=== RECORDS ===

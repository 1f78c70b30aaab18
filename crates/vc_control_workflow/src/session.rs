//! The state machine every wizard shares.
//!
//! A [`Session`] binds one wizard's draft to its invoker and guild. Selection
//! events fill the draft's slots, confirm runs the guard chain and seals the
//! draft into a commit, cancel discards it. Once a session leaves
//! [`SessionState::Selecting`] it accepts nothing further.

use crate::WorkflowResult;
use std::collections::BTreeSet;
use std::time::Duration;
use tokio::time::Instant;
use tracing::debug;
use uuid::Uuid;
use vc_control_core::{GuildId, RoleId, UserId};
use vc_control_error::{WorkflowError, WorkflowErrorKind};

/// The six wizard kinds.
#[derive(Debug, Clone, Copy, PartialEq, Eq, Hash, strum::Display, strum::AsRefStr)]
#[strum(serialize_all = "snake_case")]
pub enum WizardKind {
    /// Capture verified/allowed/guest roles and the log channel
    SetupVerification,
    /// Grant verified roles
    VerifyUsers,
    /// Revoke verified roles
    UnverifyUsers,
    /// Create one private thread per recipient
    ThreadBroadcast,
    /// Capture the raid channel and roles
    SetupRaid,
    /// Summarize a raid line-up
    StartRaid,
}

impl WizardKind {
    /// Inactivity window after which the session times out.
    pub fn timeout(self) -> Duration {
        match self {
            Self::ThreadBroadcast | Self::StartRaid => Duration::from_secs(300),
            Self::SetupVerification | Self::VerifyUsers | Self::UnverifyUsers | Self::SetupRaid => {
                Duration::from_secs(180)
            }
        }
    }

    /// Notice shown when confirm is pressed with required slots empty.
    pub fn incomplete_notice(self) -> &'static str {
        match self {
            Self::SetupVerification | Self::SetupRaid => "❌ Please complete all selections.",
            Self::VerifyUsers | Self::UnverifyUsers => "Select users and roles first.",
            Self::ThreadBroadcast => {
                "❌ Please complete all selections: recipient roles, channel, mention roles, greeting, and message."
            }
            Self::StartRaid => "❌ Please select at least a channel and raid lead(s).",
        }
    }

    /// Notice shown when the invoker cancels.
    pub fn cancelled_notice(self) -> &'static str {
        match self {
            Self::SetupVerification | Self::SetupRaid => "❌ Setup cancelled.",
            Self::VerifyUsers | Self::UnverifyUsers => "❌ Verification cancelled.",
            Self::ThreadBroadcast => "❌ Thread message setup cancelled.",
            Self::StartRaid => "❌ Raid start cancelled.",
        }
    }
}

/// Identifier of one wizard invocation.
#[derive(Debug, Clone, Copy, PartialEq, Eq, Hash, PartialOrd, Ord, derive_more::Display)]
pub struct SessionId(pub Uuid);

impl SessionId {
    /// A fresh random id.
    pub fn new() -> Self {
        Self(Uuid::new_v4())
    }
}

impl Default for SessionId {
    fn default() -> Self {
        Self::new()
    }
}

/// Lifecycle state of a session.
#[derive(Debug, Clone, Copy, PartialEq, Eq, strum::Display)]
#[strum(serialize_all = "snake_case")]
pub enum SessionState {
    /// Accepting selections
    Selecting,
    /// Confirmed; the draft was sealed into a commit
    Committed,
    /// Cancelled by the invoker
    Cancelled,
    /// Inactivity window elapsed
    TimedOut,
}

/// How a selection event is acknowledged.
#[derive(Debug, Clone, PartialEq, Eq)]
pub enum Ack {
    /// Acknowledge without a visible reply.
    Silent,
    /// Acknowledge with an ephemeral echo.
    Notice(String),
}

/// The user acting on a session.
#[derive(Debug, Clone, PartialEq, Eq)]
pub struct Actor {
    /// User id
    pub id: UserId,
    /// Roles the user holds in the session's guild
    pub roles: BTreeSet<RoleId>,
}

impl Actor {
    /// An actor holding `roles`.
    pub fn new(id: UserId, roles: impl IntoIterator<Item = RoleId>) -> Self {
        Self {
            id,
            roles: roles.into_iter().collect(),
        }
    }
}

/// A wizard's draft: named slots plus the rules for filling and sealing them.
pub trait Wizard: Send + 'static {
    /// A value from one widget.
    type Selection: Send;
    /// What a complete draft seals into.
    type Commit: Send;

    /// Which wizard this is.
    fn kind(&self) -> WizardKind;

    /// Write a selection into its slot. Last value wins.
    fn apply(&mut self, selection: Self::Selection) -> WorkflowResult<Ack>;

    /// Seal a complete draft, or name the empty required slots.
    fn seal(&self) -> Result<Self::Commit, Vec<&'static str>>;

    /// Business authorization beyond the invoker lock.
    fn authorize(&self, _actor: &Actor) -> WorkflowResult<()> {
        Ok(())
    }
}

/// One wizard invocation.
#[derive(Debug)]
pub struct Session<W> {
    id: SessionId,
    invoker: UserId,
    guild: GuildId,
    wizard: W,
    state: SessionState,
    last_activity: Instant,
}

impl<W: Wizard> Session<W> {
    /// Start a session for `invoker` in `guild`.
    pub fn new(invoker: UserId, guild: GuildId, wizard: W) -> Self {
        Self {
            id: SessionId::new(),
            invoker,
            guild,
            wizard,
            state: SessionState::Selecting,
            last_activity: Instant::now(),
        }
    }

    /// Session id.
    pub fn id(&self) -> SessionId {
        self.id
    }

    /// User who started the session.
    pub fn invoker(&self) -> UserId {
        self.invoker
    }

    /// Guild the session belongs to.
    pub fn guild(&self) -> GuildId {
        self.guild
    }

    /// The wizard's draft.
    pub fn wizard(&self) -> &W {
        &self.wizard
    }

    /// Which wizard this is.
    pub fn kind(&self) -> WizardKind {
        self.wizard.kind()
    }

    /// Current state, accounting for an elapsed inactivity window.
    pub fn state(&self) -> SessionState {
        if self.is_idle() {
            SessionState::TimedOut
        } else {
            self.state
        }
    }

    /// Whether the session no longer accepts events.
    pub fn is_finished(&self) -> bool {
        self.state() != SessionState::Selecting
    }

    fn is_idle(&self) -> bool {
        self.state == SessionState::Selecting
            && self.last_activity.elapsed() >= self.wizard.kind().timeout()
    }

    fn ensure_live(&mut self) -> WorkflowResult<()> {
        if self.is_idle() {
            debug!(session = %self.id, kind = %self.kind(), "Session timed out");
            self.state = SessionState::TimedOut;
        }
        match self.state {
            SessionState::Selecting => Ok(()),
            closed => Err(WorkflowError::new(WorkflowErrorKind::SessionClosed(
                closed.to_string(),
            ))),
        }
    }

    /// Reject anyone but the invoker.
    pub fn ensure_invoker(&mut self, actor: UserId) -> WorkflowResult<()> {
        self.ensure_live()?;
        if actor != self.invoker {
            return Err(WorkflowError::new(WorkflowErrorKind::NotInvoker {
                actor: actor.get(),
            }));
        }
        Ok(())
    }

    /// Fill a slot. Selections are passive: any user may make them.
    pub fn select(&mut self, selection: W::Selection) -> WorkflowResult<Ack> {
        self.ensure_live()?;
        let ack = self.wizard.apply(selection)?;
        self.last_activity = Instant::now();
        Ok(ack)
    }

    /// Run the confirm guards and seal the draft.
    ///
    /// Guards run in order: live session, invoker, complete draft, business
    /// authorization. Any rejection leaves the draft untouched and the
    /// session live. On success the session is committed before the caller
    /// runs any side effect, so a second confirm can never succeed.
    pub fn confirm(&mut self, actor: &Actor) -> WorkflowResult<W::Commit> {
        self.ensure_invoker(actor.id)?;
        let commit = self.wizard.seal().map_err(|missing| {
            WorkflowError::new(WorkflowErrorKind::Incomplete {
                missing,
                notice: self.wizard.kind().incomplete_notice(),
            })
        })?;
        self.wizard.authorize(actor)?;
        self.state = SessionState::Committed;
        debug!(session = %self.id, kind = %self.kind(), "Session committed");
        Ok(commit)
    }

    /// Discard the draft. Invoker only.
    pub fn cancel(&mut self, actor: UserId) -> WorkflowResult<()> {
        self.ensure_invoker(actor)?;
        self.state = SessionState::Cancelled;
        debug!(session = %self.id, kind = %self.kind(), "Session cancelled");
        Ok(())
    }
}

===

EXERCISE GOAL: Return a copy of each line in the entries that carries the string "enum".

YOUR SOLUTION:
pub enum WizardKind {
pub enum SessionState {
pub enum Ack {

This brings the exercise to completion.